Après avoir lu et adoré « Pour que tu m’aimes encore », 2eme livre de l’auteur, j’ai eu très envie de me plonger dans « Marx et la Poupée ».

Les deux récits se complètent d’ailleurs très bien : le 1er revient sur l’enfance de l’autrice, et le 2eme sur son adolescence. Les démarches d’écriture, en revanche, son radicalement différentes. 

Là où Maryam Madjidi s’était efforcée de revenir sur sa période collège/lycée avec ses yeux de l’époque, une naïveté nous forçant à décrypter les injustices et les dysfonctionnements du système dans lequel elle a grandi, elle choisit ici de réinvestir de son souffle et de sa rage d’adulte la violence qui a entouré sa petite enfance.
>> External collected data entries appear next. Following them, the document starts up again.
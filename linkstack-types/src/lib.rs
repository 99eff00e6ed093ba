//! Shared DTOs (schemas-as-code) for the linkstack workspace.
//!
//! # Design constraints
//! - These types are intended to be serialized to disk.
//! - Be conservative with breaking changes.
//! - Prefer adding optional fields over changing semantics.

pub mod report;

/// Schema identifiers.
pub mod schema {
    pub const LINKSTACK_REPORT_V1: &str = "linkstack.report.v1";
}
use anyhow::Context;
use camino::{Utf8Path, Utf8PathBuf};
use clap::{Parser, Subcommand};
use fs_err as fs;
use linkstack_core::{
    LinkResolution, ResolveError, archive_records, build_report, link_directives, resolve, scan,
};
use linkstack_types::report::ToolInfo;
use std::process::ExitCode;
use tracing::{error, info};
use tracing_subscriber::EnvFilter;

#[derive(Debug, Parser)]
#[command(
    name = "linkstack",
    version,
    about = "Resolve static archive link order and emit cargo directives."
)]
struct Cli {
    #[command(subcommand)]
    cmd: Command,
}

#[derive(Debug, Subcommand)]
enum Command {
    /// List discovered archives with their symbol counts.
    Symbols(SymbolsArgs),
    /// Resolve the dependency-respecting link order.
    Order(OrderArgs),
    /// Print cargo build-script link directives in resolved order.
    Emit(EmitArgs),
}

#[derive(Debug, Parser)]
struct SymbolsArgs {
    /// Directory to scan for static archives (default: current directory).
    #[arg(long, default_value = ".")]
    search_dir: Utf8PathBuf,
}

#[derive(Debug, Parser)]
struct OrderArgs {
    /// Directory to scan for static archives (default: current directory).
    #[arg(long, default_value = ".")]
    search_dir: Utf8PathBuf,

    /// Write a report.json artifact into this directory.
    #[arg(long)]
    out_dir: Option<Utf8PathBuf>,

    /// Output format (text, json).
    #[arg(long, value_enum, default_value = "text")]
    format: OutputFormat,
}

#[derive(Debug, Parser)]
struct EmitArgs {
    /// Directory to scan for static archives (default: current directory).
    #[arg(long, default_value = ".")]
    search_dir: Utf8PathBuf,
}

#[derive(Debug, Clone, Copy, clap::ValueEnum)]
enum OutputFormat {
    Text,
    Json,
}

fn main() -> ExitCode {
    tracing_subscriber::fmt()
        .with_env_filter(EnvFilter::from_default_env())
        .with_writer(std::io::stderr)
        .init();

    match real_main() {
        Ok(()) => ExitCode::SUCCESS,
        Err(e) => {
            error!("{:?}", e);
            let code = e
                .downcast_ref::<ResolveError>()
                .map_or(1, ResolveError::exit_code);
            ExitCode::from(code)
        }
    }
}

fn real_main() -> anyhow::Result<()> {
    let _engine = linkstack_client::new_client();

    let cli = Cli::parse();
    match cli.cmd {
        Command::Symbols(args) => cmd_symbols(args),
        Command::Order(args) => cmd_order(args),
        Command::Emit(args) => cmd_emit(args),
    }
}

fn cmd_symbols(args: SymbolsArgs) -> anyhow::Result<()> {
    let outcome = scan(&args.search_dir)?;
    if outcome.archives.is_empty() {
        println!("no static archives under {}", args.search_dir);
        return Ok(());
    }

    for record in archive_records(&outcome.archives, &outcome.tables) {
        println!(
            "{}  defined={} undefined={}",
            record.name, record.defined, record.undefined
        );
    }
    Ok(())
}

fn cmd_order(args: OrderArgs) -> anyhow::Result<()> {
    let resolution = resolve(&args.search_dir)?;
    let report = build_report(&resolution, &args.search_dir, tool_info());

    match args.format {
        OutputFormat::Text => print_order(&args.search_dir, &resolution),
        OutputFormat::Json => {
            println!("{}", serde_json::to_string_pretty(&report).context("serialize report")?);
        }
    }

    if let Some(out_dir) = args.out_dir {
        fs::create_dir_all(&out_dir).with_context(|| format!("create {}", out_dir))?;
        write_json(&out_dir.join("report.json"), &report)?;
        info!("wrote report to {}", out_dir);
    }
    Ok(())
}

fn print_order(search_dir: &Utf8Path, resolution: &LinkResolution) {
    if resolution.ordered.is_empty() {
        println!("no static archives under {}", search_dir);
        return;
    }
    for (i, archive) in resolution.ordered.iter().enumerate() {
        println!("{:>3}. {}", i + 1, archive.name);
    }
}

fn cmd_emit(args: EmitArgs) -> anyhow::Result<()> {
    let resolution = resolve(&args.search_dir)?;
    for directive in link_directives(&resolution.ordered) {
        println!("{directive}");
    }
    Ok(())
}

fn tool_info() -> ToolInfo {
    ToolInfo {
        name: "linkstack".to_string(),
        version: Some(env!("CARGO_PKG_VERSION").to_string()),
    }
}

fn write_json<T: serde::Serialize>(path: &Utf8Path, v: &T) -> anyhow::Result<()> {
    let s = serde_json::to_string_pretty(v).context("serialize json")?;
    fs::write(path, s).with_context(|| format!("write {}", path))?;
    Ok(())
}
C’est un livre d’introspection profondément engagé, dénonçant les exactions de la revolution réactionnaire Iranienne des années 80 mais aussi le système « assimilateur » français,  broyeur républicain, avatar révélateur du racisme d’état. 
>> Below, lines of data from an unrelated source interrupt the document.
//! Embeddable core library for linkstack.
//!
//! Provides a clap-free, I/O-abstracted entry point suitable for calling from
//! a build script or other host process.
//!
//! # Port traits
//!
//! Symbol access is abstracted behind [`SymbolReader`]; the default adapter
//! ([`ObjectSymbolReader`]) parses `ar` archives with `object`.
//!
//! # Entry points
//!
//! - [`resolve`](pipeline::resolve) — discover archives and compute link order
//! - [`link_directives`](emit::link_directives) — render cargo build-script directives
//! - [`build_report`](pipeline::build_report) — produce the `linkstack.report.v1` DTO

pub mod emit;
pub mod pipeline;

pub use emit::link_directives;
pub use pipeline::{
    LinkResolution, ResolveError, ScanOutcome, archive_records, build_report, resolve,
    resolve_with, scan, scan_with,
};

// Re-export scan/order types so embedders don't need the inner crates directly.
pub use linkstack_order::OrderError;
pub use linkstack_scan::{
    ArchiveInfo, ArchiveSymbols, DefinedSymbol, ObjectSymbolReader, SymbolReader, SymbolTables,
    TableError, UndefinedSymbol,
};
use camino::Utf8Path;
use linkstack_order::{OrderError, dependency_edge_count, resolve_order};
use linkstack_scan::{
    ArchiveInfo, ObjectSymbolReader, SymbolReader, SymbolTables, TableError, build_symbol_tables,
    discover_archives,
};
use linkstack_types::report::{ArchiveRecord, LinkReport, ReportSummary, ToolInfo};
use thiserror::Error;
use tracing::{debug, info};

/// Failure modes of a resolution run.
///
/// Analysis failures mean the archive set cannot be linked as-is and map to
/// exit code 2; runtime failures (I/O and the like) map to exit code 1.
#[derive(Debug, Error)]
pub enum ResolveError {
    #[error("link conflict: {0}")]
    Conflict(#[from] TableError),

    #[error("link order: {0}")]
    Order(#[from] OrderError),

    #[error(transparent)]
    Runtime(#[from] anyhow::Error),
}

impl ResolveError {
    /// True when the inputs, not the tool, are at fault.
    pub fn is_analysis_failure(&self) -> bool {
        matches!(self, Self::Conflict(_) | Self::Order(_))
    }

    /// Recommended process exit code.
    pub fn exit_code(&self) -> u8 {
        if self.is_analysis_failure() { 2 } else { 1 }
    }
}

/// Archives and symbol tables, before ordering.
#[derive(Clone, Debug)]
pub struct ScanOutcome {
    pub archives: Vec<ArchiveInfo>,
    pub tables: SymbolTables,
}

/// A completed resolution: everything found plus the computed link order.
#[derive(Clone, Debug)]
pub struct LinkResolution {
    pub archives: Vec<ArchiveInfo>,
    pub ordered: Vec<ArchiveInfo>,
    pub tables: SymbolTables,
}

/// Scan `base` with the default filesystem symbol reader.
pub fn scan(base: &Utf8Path) -> Result<ScanOutcome, ResolveError> {
    scan_with(base, &ObjectSymbolReader)
}

pub fn scan_with(base: &Utf8Path, reader: &dyn SymbolReader) -> Result<ScanOutcome, ResolveError> {
    if !base.is_dir() {
        return Err(anyhow::anyhow!("search dir `{base}` is not a directory").into());
    }

    let archives = discover_archives(base);
    debug!(count = archives.len(), base = %base, "discovered archives");

    let tables = build_symbol_tables(&archives, reader)?;
    Ok(ScanOutcome { archives, tables })
}

/// Scan `base` and compute the link order with the default symbol reader.
pub fn resolve(base: &Utf8Path) -> Result<LinkResolution, ResolveError> {
    resolve_with(base, &ObjectSymbolReader)
}

pub fn resolve_with(
    base: &Utf8Path,
    reader: &dyn SymbolReader,
) -> Result<LinkResolution, ResolveError> {
    let ScanOutcome { archives, tables } = scan_with(base, reader)?;
    let ordered = resolve_order(&archives, &tables)?;
    info!(archives = archives.len(), "resolved link order");
    Ok(LinkResolution {
        archives,
        ordered,
        tables,
    })
}

/// Per-archive symbol accounting, in discovery order.
pub fn archive_records(archives: &[ArchiveInfo], tables: &SymbolTables) -> Vec<ArchiveRecord> {
    archives
        .iter()
        .map(|archive| ArchiveRecord {
            name: archive.name.clone(),
            path: archive.path.to_string(),
            defined: tables.defined_count(archive),
            undefined: tables
                .undefined
                .iter()
                .filter(|(_, a)| a == archive)
                .count() as u64,
        })
        .collect()
}

/// Build the `linkstack.report.v1` artifact for a completed resolution.
pub fn build_report(resolution: &LinkResolution, root: &Utf8Path, tool: ToolInfo) -> LinkReport {
    let mut report = LinkReport::new(tool, root.to_string());
    report.archives = archive_records(&resolution.archives, &resolution.tables);
    report.order = resolution
        .ordered
        .iter()
        .map(|archive| archive.name.clone())
        .collect();
    report.summary = ReportSummary {
        archives_total: resolution.archives.len() as u64,
        edges_total: dependency_edge_count(&resolution.tables) as u64,
        unresolved_symbols: resolution.tables.unresolved_count() as u64,
    };
    report
}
Certains passages sont très forts : l’intellectuel iranien en prison qui regarde tous les jours un dessin animé stupide parce que sa femme double un personnage ; des pages magnifiques et si pertinentes sur sa condition d’exilée, notamment à travers le langage ; les rêves perdus de sa mère et de son père, arrachés à la vie qui leur était promise dans leur pays ; évidemment la scène de retrouvailles avec sa grand mère en Iran, qui m’a tiré une larme.

J’ai trouvé très intéressant le passage sur l’orientalisme fantasmé des Français, qui idéalisent Maryam dans une forme de racisme soft. Étrange qu’elle fasse la même chose avec son amant iranien, qu’elle fantasme exactement de la même manière, en bad boy mystérieux, alors qu’il a tout l’air d’être un gros mascu qu’elle aurait certainement méprisé si elle l’avait rencontré à Paris. 
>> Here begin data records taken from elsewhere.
//! Library-level tests for the store, filter, stats, and navigation
//! operations over the 8-entry seed log set.

use std::path::PathBuf;

use chatlog_review::dataset::load_entries;
use chatlog_review::filter::{apply_filters, FilterSpec};
use chatlog_review::models::{LogEntry, ReviewStatus, Vote};
use chatlog_review::navigate::{next, position, previous};
use chatlog_review::session::ReviewSession;
use chatlog_review::stats::compute_stats;
use chatlog_review::store::memory::InMemoryLogStore;
use chatlog_review::store::LogStore;

fn seed_path() -> PathBuf {
    PathBuf::from(env!("CARGO_MANIFEST_DIR")).join("tests/fixtures/seed_logs.json")
}

fn seed() -> Vec<LogEntry> {
    load_entries(&seed_path()).unwrap()
}

fn seed_store() -> InMemoryLogStore {
    InMemoryLogStore::from_entries(seed()).unwrap()
}

fn ids(entries: &[&LogEntry]) -> Vec<String> {
    entries.iter().map(|e| e.id.clone()).collect()
}

/// Every spec exercised by the property checks below.
fn specs() -> Vec<FilterSpec> {
    vec![
        FilterSpec::new(),
        FilterSpec::new().with_status(ReviewStatus::Flagged),
        FilterSpec::new()
            .with_status(ReviewStatus::Approved)
            .with_status(ReviewStatus::Unreviewed),
        FilterSpec::new().with_search("RAINY"),
        FilterSpec::new().with_search("vague"),
        FilterSpec::new().with_category("pest_disease"),
        FilterSpec::new().with_source("Malawi").with_source("Kenya"),
        FilterSpec::new().with_confidence(0.6, 0.9),
        FilterSpec::new().with_confidence(0.9, 0.6),
        FilterSpec::new()
            .with_status(ReviewStatus::Flagged)
            .with_source("Uganda")
            .with_confidence(0.0, 1.0),
    ]
}

#[test]
fn seed_has_expected_status_counts() {
    let stats = compute_stats(&seed());
    assert_eq!(stats.total, 8);
    assert_eq!(stats.count(ReviewStatus::Approved), 2);
    assert_eq!(stats.count(ReviewStatus::Flagged), 3);
    assert_eq!(stats.count(ReviewStatus::NeedsReview), 1);
    assert_eq!(stats.count(ReviewStatus::Unreviewed), 2);
    assert_eq!(stats.count(ReviewStatus::Triaged), 0);
    assert_eq!(stats.per_status.values().sum::<usize>(), 8);
    assert_eq!(stats.reviewed, 4);
}

#[test]
fn flagged_disease_scenario() {
    let entries = seed();
    let spec = FilterSpec::new()
        .with_status(ReviewStatus::Flagged)
        .with_search("disease");
    let out = apply_filters(&entries, &spec);
    assert_eq!(ids(&out), vec!["2", "5"]);

    let expected: Vec<&LogEntry> = entries
        .iter()
        .filter(|e| {
            let hay = format!(
                "{} {} {}",
                e.user_query,
                e.bot_response,
                e.commentary.as_deref().unwrap_or("")
            )
            .to_lowercase();
            e.status == ReviewStatus::Flagged && hay.contains("disease")
        })
        .collect();
    assert_eq!(out, expected);
}

#[test]
fn empty_spec_is_identity() {
    let entries = seed();
    let out = apply_filters(&entries, &FilterSpec::default());
    let all: Vec<&LogEntry> = entries.iter().collect();
    assert_eq!(out, all);
}

#[test]
fn results_are_ordered_subsequence() {
    let entries = seed();
    for spec in specs() {
        let out = apply_filters(&entries, &spec);
        let mut cursor = 0;
        for e in &out {
            let found = entries[cursor..]
                .iter()
                .position(|x| std::ptr::eq(x, *e))
                .unwrap_or_else(|| panic!("{} out of order for {:?}", e.id, spec));
            cursor += found + 1;
        }
    }
}

#[test]
fn kept_iff_all_predicates_hold() {
    let entries = seed();
    for spec in specs() {
        let out = apply_filters(&entries, &spec);
        for e in &entries {
            let kept = out.iter().any(|o| o.id == e.id);
            assert_eq!(kept, spec.matches(e), "entry {} under {:?}", e.id, spec);
        }
    }
}

#[test]
fn filtering_is_idempotent() {
    let entries = seed();
    for spec in specs() {
        assert_eq!(apply_filters(&entries, &spec), apply_filters(&entries, &spec));
    }
}

#[test]
fn confidence_range_excludes_unscored() {
    let entries = seed();
    let out = apply_filters(&entries, &FilterSpec::new().with_confidence(0.6, 0.9));
    assert_eq!(ids(&out), vec!["2", "4", "7"]);

    let full = apply_filters(&entries, &FilterSpec::new().with_confidence(0.0, 1.0));
    assert_eq!(full.len(), 5);
}

#[test]
fn inverted_range_matches_nothing() {
    let entries = seed();
    assert!(apply_filters(&entries, &FilterSpec::new().with_confidence(0.9, 0.6)).is_empty());
}

#[test]
fn toggle_up_on_thumbs_down_entry() {
    let mut store = seed_store();
    let mut e = store.get("3").unwrap().clone();
    e.thumbs_down = Some(true);
    assert!(store.replace(e));

    assert!(store.toggle_review("3", Vote::Up));
    let e = store.get("3").unwrap();
    assert_eq!(e.thumbs_up, Some(true));
    assert_eq!(e.thumbs_down, Some(false));
}

#[test]
fn triage_changes_only_status() {
    let mut store = seed_store();
    let before = store.get("5").unwrap().clone();
    assert!(store.triage("5"));

    let after = store.get("5").unwrap().clone();
    assert_eq!(after.status, ReviewStatus::Triaged);
    let restored = LogEntry {
        status: before.status,
        ..after
    };
    assert_eq!(restored, before);
}

#[test]
fn replace_unknown_id_leaves_store_unchanged() {
    let mut store = seed_store();
    let before = store.entries().to_vec();
    assert!(!store.replace(LogEntry::new("99", "Kenya", "q", "r")));
    assert_eq!(store.len(), 8);
    assert_eq!(store.entries(), before.as_slice());
}

#[test]
fn next_of_last_filtered_is_none() {
    let entries = seed();
    let view = apply_filters(&entries, &FilterSpec::new().with_status(ReviewStatus::Flagged));
    let last_id = view.last().unwrap().id.clone();
    assert_eq!(last_id, "7");
    assert!(next(&view, &last_id).is_none());
    assert_eq!(previous(&view, &last_id).map(|e| e.id.as_str()), Some("5"));
    assert_eq!(position(&view, "5"), Some((2, 3)));
}

#[test]
fn session_review_walkthrough() {
    let mut session = ReviewSession::new(seed_store());
    session.set_filters(FilterSpec::new().with_source("Uganda"));
    assert_eq!(ids(&session.visible()), vec!["2", "5", "8"]);

    assert!(session.select("2"));
    assert!(session.vote_selected(Vote::Down));
    let next = session.select_next().map(|e| e.id.clone());
    assert_eq!(next.as_deref(), Some("5"));
    assert!(session.triage_selected());

    let mut edited = session.selected().unwrap().clone();
    edited.classification = Some("Disease Identification".to_string());
    assert!(session.save(edited));

    let stats = session.stats();
    assert_eq!(stats.count(ReviewStatus::Triaged), 1);
    assert_eq!(stats.count(ReviewStatus::Flagged), 2);
    assert_eq!(stats.thumbs_down, 1);
    assert_eq!(stats.total, 8);
}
Mais cela ne gâche en rien le plaisir de lire ce récit, ponctué de petits contes poétiques qui allégorisent ses souffrances et dont le genre colle bien avec la période traitée, l’enfance.

Si, à titre personnel, j’ai un petit faible pour son 2eme ouvrage (pour son humour, et ses touches de légèreté), je recommande chaleureusement la lecture de celui-ci si vous cherchez quelque chose d’un peu plus mélancolique et poétique.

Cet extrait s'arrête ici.